Project/Area Number |
25462918
|
Research Institution | The University of Tokushima |
Principal Investigator |
吉田 賀弥 徳島大学, ヘルスバイオサイエンス研究部, 講師 (60363157)
|
Co-Investigator(Kenkyū-buntansha) |
岡村 裕彦 徳島大学, ヘルスバイオサイエンス研究部, 助教 (20380024)
|
Project Period (FY) |
2013-04-01 – 2016-03-31
|
Keywords | PKRリン酸化 / 炎症性サイトカイン / 骨代謝調節因子 |
Research Abstract |
培養骨芽細胞実験系: 実験計画1(PKRはP.g.菌により誘導されるか?)について。 ①SNAPタグした100 MOIの濃度のP.g.菌(SNAP-P.g.)をマウス骨芽細胞MC3T3-E1に、24時間まで感染させた。ウエスタンブロット法にて、抗SNAP抗体を用いて解析した結果、SNAP-P.g.が感染1時間後より時間依存的にMC3T3-E1細胞内に侵入することがわかった。②抗リン酸化PKR抗体を用いたウエスタンブロット法により、SNAP-P.g.がMC3T3-E1細胞に侵入して6時間後をピークに、PKRリン酸化の亢進が認められた。 実験計画2(誘導されたPKRがインフラマソームを活性化するか?)について。 ①MC3T3-E1細胞において、100 MOI SNAP-P.g.感染が引き起こすNLRP3発現の変化を、リアルタイムPCR法及びウエスタンブロット法にて解析した。その結果SNAP-P.g.感染後24時間でNLRP3 mRNA及びNLRP3案タンパク質の発現が有意に亢進していた。②①と同様にSNAP-P.g.を感染させたMC3T3-E1細胞において、インフラマソームにより発現が制御される各種炎症性サイトカインや、骨代謝調節因子のmRNA発現の変化を、リアルタイムPCR法で定量した。その結果、 SNAP-P.g.が炎症性サイトカインや骨代謝調節因子のmRNA発現を亢進させることが判明した。③shRNAによりPKR発現が抑制されたMC3T3-E1細胞株を作成した。このような細胞株においてPKR mRNA発現が有意に抑制されていることを、リアルタイムPCRで確認した。PKR抑制細胞株では、②により亢進していた各因子のmRNA発現の動態は解除された。
|
Current Status of Research Progress |
Current Status of Research Progress
2: Research has progressed on the whole more than it was originally planned.
Reason
①SNAPタグを付けることで、Porphyromonas gingivalisの骨芽細胞への侵入を効率的に判定する手法を確立できた。

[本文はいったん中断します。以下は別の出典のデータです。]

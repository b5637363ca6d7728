//! Structural equality of attribute trees.
//!
//! Dispatch happens on the left-hand node; the right-hand node travels as
//! the visitor argument and each comparator checks its variant first, so a
//! mismatch is `false` and the result is the same whichever side dispatches.
//!
//! User-defined kinds (`AttrKind::Object`) reach `visit_default`, which
//! defers to [`AttrObject::structural_eq`] when the kind provides one and
//! otherwise compares declared fields pairwise through
//! [`AttrObject::fields`].

use attr_ir::{
    Attr, AttrKind, AttrObject, BinaryExpr, CallExpr, CastExpr, FieldValue, FloatImm, IntImm,
    NotExpr, SelectExpr, StrMap, StringImm, Var,
};
use attr_stack::ensure_sufficient_stack;

use crate::AttrFunctor;

/// Deep structural equality.
///
/// An equivalence relation over attribute trees, including undefined
/// (`None`) nodes. Stateless; one value can be reused for any number of
/// comparisons.
#[derive(Copy, Clone, Debug, Default)]
pub struct AttrsEqual;

impl AttrsEqual {
    pub fn new() -> Self {
        AttrsEqual
    }

    /// Check if `lhs` equals `rhs`.
    ///
    /// An undefined `lhs` equals only an undefined `rhs`.
    pub fn equal(&mut self, lhs: Option<&Attr>, rhs: Option<&Attr>) -> bool {
        match (lhs, rhs) {
            (None, rhs) => rhs.is_none(),
            (Some(_), None) => false,
            (Some(lhs), Some(rhs)) => self.equal_nodes(lhs, rhs),
        }
    }

    fn equal_nodes(&mut self, lhs: &Attr, rhs: &Attr) -> bool {
        if lhs.same_as(rhs) {
            return true;
        }
        ensure_sufficient_stack(|| self.visit(lhs, rhs))
    }

    /// Equal length and pairwise equal in order.
    fn equal_seq(&mut self, lhs: &[Attr], rhs: &[Attr]) -> bool {
        lhs.len() == rhs.len() && lhs.iter().zip(rhs).all(|(l, r)| self.equal_nodes(l, r))
    }

    /// Operands compared position by position, never swapped.
    fn equal_binary(&mut self, lhs: &BinaryExpr, rhs: &BinaryExpr) -> bool {
        self.equal_nodes(&lhs.a, &rhs.a) && self.equal_nodes(&lhs.b, &rhs.b)
    }

    /// Same key set and equal value under every key.
    fn equal_map(&mut self, lhs: &StrMap, rhs: &StrMap) -> bool {
        lhs.len() == rhs.len()
            && lhs
                .iter()
                .all(|(key, l)| rhs.get(key).is_some_and(|r| self.equal_nodes(l, r)))
    }

    fn equal_objects(&mut self, lhs: &dyn AttrObject, rhs: &dyn AttrObject) -> bool {
        if lhs.type_index() != rhs.type_index() {
            return false;
        }
        if let Some(equal) = lhs.structural_eq(rhs, &mut |l, r| self.equal(l, r)) {
            return equal;
        }
        let lhs_fields = lhs.fields();
        let rhs_fields = rhs.fields();
        lhs_fields.len() == rhs_fields.len()
            && lhs_fields
                .iter()
                .zip(rhs_fields.iter())
                .all(|(l, r)| l.name == r.name && self.equal_field(l.value, r.value))
    }

    fn equal_field(&mut self, lhs: FieldValue<'_>, rhs: FieldValue<'_>) -> bool {
        match (lhs, rhs) {
            (FieldValue::Int(l), FieldValue::Int(r)) => l == r,
            (FieldValue::UInt(l), FieldValue::UInt(r)) => l == r,
            (FieldValue::Float(l), FieldValue::Float(r)) => l.to_bits() == r.to_bits(),
            (FieldValue::Bool(l), FieldValue::Bool(r)) => l == r,
            (FieldValue::Str(l), FieldValue::Str(r)) => l == r,
            (FieldValue::DataType(l), FieldValue::DataType(r)) => l == r,
            (FieldValue::Attr(l), FieldValue::Attr(r)) => self.equal(l, r),
            _ => false,
        }
    }
}

/// Generates the comparator of each binary operator: same variant on the
/// right, then positional operand equality.
macro_rules! equal_binary_ops {
    ($($method:ident => $variant:ident),* $(,)?) => {
        $(
            fn $method<'a>(
                &mut self,
                _node: &'a Attr,
                op: &'a BinaryExpr,
                other: &'a Attr,
            ) -> bool {
                match other.kind() {
                    AttrKind::$variant(rhs) => self.equal_binary(op, rhs),
                    _ => false,
                }
            }
        )*
    };
}

impl AttrFunctor for AttrsEqual {
    type Output = bool;
    type Arg<'a> = &'a Attr;

    /// Every built-in variant has its own comparator and identity was
    /// checked before dispatch, so anything but a pair of objects is unequal.
    fn visit_default<'a>(&mut self, node: &'a Attr, other: &'a Attr) -> bool {
        match (node.as_object(), other.as_object()) {
            (Some(lhs), Some(rhs)) => self.equal_objects(lhs, rhs),
            _ => false,
        }
    }

    fn visit_int_imm<'a>(&mut self, _node: &'a Attr, op: &'a IntImm, other: &'a Attr) -> bool {
        match other.kind() {
            AttrKind::IntImm(rhs) => op.dtype == rhs.dtype && op.value == rhs.value,
            _ => false,
        }
    }

    fn visit_float_imm<'a>(&mut self, _node: &'a Attr, op: &'a FloatImm, other: &'a Attr) -> bool {
        match other.kind() {
            AttrKind::FloatImm(rhs) => {
                op.dtype == rhs.dtype && op.value.to_bits() == rhs.value.to_bits()
            }
            _ => false,
        }
    }

    fn visit_string_imm<'a>(
        &mut self,
        _node: &'a Attr,
        op: &'a StringImm,
        other: &'a Attr,
    ) -> bool {
        match other.kind() {
            AttrKind::StringImm(rhs) => op.value == rhs.value,
            _ => false,
        }
    }

    fn visit_array<'a>(&mut self, _node: &'a Attr, items: &'a [Attr], other: &'a Attr) -> bool {
        match other.kind() {
            AttrKind::Array(rhs) => self.equal_seq(items, rhs),
            _ => false,
        }
    }

    fn visit_str_map<'a>(&mut self, _node: &'a Attr, map: &'a StrMap, other: &'a Attr) -> bool {
        match other.kind() {
            AttrKind::StrMap(rhs) => self.equal_map(map, rhs),
            _ => false,
        }
    }

    fn visit_var<'a>(&mut self, _node: &'a Attr, op: &'a Var, other: &'a Attr) -> bool {
        match other.kind() {
            AttrKind::Var(rhs) | AttrKind::SizeVar(rhs) => {
                op.name == rhs.name && op.dtype == rhs.dtype
            }
            _ => false,
        }
    }

    equal_binary_ops! {
        visit_add => Add,
        visit_sub => Sub,
        visit_mul => Mul,
        visit_div => Div,
        visit_mod => Mod,
        visit_floor_div => FloorDiv,
        visit_floor_mod => FloorMod,
        visit_min => Min,
        visit_max => Max,
        visit_ge => Ge,
        visit_gt => Gt,
        visit_lt => Lt,
        visit_le => Le,
        visit_eq => Eq,
        visit_ne => Ne,
        visit_and => And,
        visit_or => Or,
    }

    fn visit_not<'a>(&mut self, _node: &'a Attr, op: &'a NotExpr, other: &'a Attr) -> bool {
        match other.kind() {
            AttrKind::Not(rhs) => self.equal_nodes(&op.a, &rhs.a),
            _ => false,
        }
    }

    fn visit_cast<'a>(&mut self, _node: &'a Attr, op: &'a CastExpr, other: &'a Attr) -> bool {
        match other.kind() {
            AttrKind::Cast(rhs) => {
                op.dtype == rhs.dtype && self.equal_nodes(&op.value, &rhs.value)
            }
            _ => false,
        }
    }

    fn visit_call<'a>(&mut self, _node: &'a Attr, op: &'a CallExpr, other: &'a Attr) -> bool {
        match other.kind() {
            AttrKind::Call(rhs) => {
                op.name == rhs.name
                    && op.dtype == rhs.dtype
                    && op.call_type == rhs.call_type
                    && self.equal_seq(&op.args, &rhs.args)
            }
            _ => false,
        }
    }

    fn visit_select<'a>(&mut self, _node: &'a Attr, op: &'a SelectExpr, other: &'a Attr) -> bool {
        match other.kind() {
            AttrKind::Select(rhs) => {
                self.equal_nodes(&op.condition, &rhs.condition)
                    && self.equal_nodes(&op.true_value, &rhs.true_value)
                    && self.equal_nodes(&op.false_value, &rhs.false_value)
            }
            _ => false,
        }
    }
}

/// Structural equality of two defined nodes.
pub fn attrs_equal(lhs: &Attr, rhs: &Attr) -> bool {
    AttrsEqual::new().equal(Some(lhs), Some(rhs))
}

骨芽細胞への細菌の侵入を論じた報告は少なく、この結果は新規性がある。また、これまでは歯周病原菌は細胞表面のレセプターを介して病原性を発揮すると言われてきた。SNAP-P.g.の細胞内への侵入が歯周病の病態を制御するという研究仮説の新規性を追求できる実験環境が整った。 ②SNAP-P.g.の感染が、PKRを活性化するという新たな知見が得られた。PKRのリン酸化を検出する抗体は抗体価が低いので、当初は免疫沈降法を併用した系を予定していたが、最適な条件を設定することに成功した。これにより、PKRの酵素活性を短時間で検出できる系が確立され、今後の実験が迅速に進むと思われる。 ③SNAP-P.g.の感染によりPKRが活性化された場合に、実際に炎症性のサイトカインや、骨代謝調節因子の発現が変化する現象が確認された。この結果により、当初の研究仮説の妥当性が証明されたので、以降の実験計画を変更せずに遂行できる可能性が示された。 ④shRNAにより効率的にPKRの発現を抑制できた。mRNAレベルとタンパク質レベルの両面で抑制効果を検討した。その結果、両者において十分な抑制効果が認められた。以上のPKR発現抑制株を野生型株と比較することにより、PKRと炎症性サイトカイン・骨代謝因子との関連性を検討できる実験系が整った。
|
Strategy for Future Research Activity |
培養骨芽細胞実験系について: PKRがインフラマソームを活性化する分子機構を、当初の実験計画に沿いさらに詳細に検討する。具体的には ①NLRP3の局在変化を抗NLRP3抗体を用いた免疫染色法により検出する。刺激により活性化したNLRP3は小胞体からミトコンドリアへと移行するので、ミトコンドリアマーカーのMitotrackerと二重染色することで、インフラマソームの活性化状態を判定する。 ②PKRはNLRP3と直接結合し、インフラマソームを活性化する可能性があるので、SNAP-P.g.を感染させたMC3T3-E1細胞内におけるPKRはNLRP3の結合状態を検討する。まず、両抗体を用いた免疫沈降法による検出を試みる。うまくいかない場合は、MycまたはFlagタグしたPKRやNLRP3を大腸菌を用いて作成し、MC3T3-E1細胞に導入・発現させた後に、抗MycおよびFlag抗体を用いた免疫沈降法を行う。 ③本年度の実験の結果、SNAP-P.g.の感染により発現が変化する因子として、炎症性サイトカインが3種類、骨代謝調節因子が3種類同定された。その中でも発現変化の程度が大きく、PKRの関与が明らかなものに着目し、重点的に解析を進める。併せて、ELISAやウエスタンブロット法を用いて、各因子のタンパク質レベルでの発現変化について検討する。特にウエスタンブロット法の解析には、培養上清をサンプルとして用いるために、細かな実験条件の設定が必要となる。うまくいかない場合は、複数のタンパク質調整の方法を試みるなどの対応をする予定である。
|
Expenditure Plans for the Next FY Research Funding |
当初の使用計画には、実験が計画どおり進まない場合を想定しクローニングに要する費用を計上していたが、抗体価が良好でクローニングの必要がなくなったため予算を繰り越した。 次年度は、免疫沈降法や免疫染色法などを頻回に実施するので、必要な抗体や試薬を購入するために予算を用いる予定である。また、免疫沈降法がうまくいかない場合には、MycやFlagタグをしたタンパク質を大腸菌で作成する遺伝子導入実験を行う必要があるので、それに必要な試薬を購入する。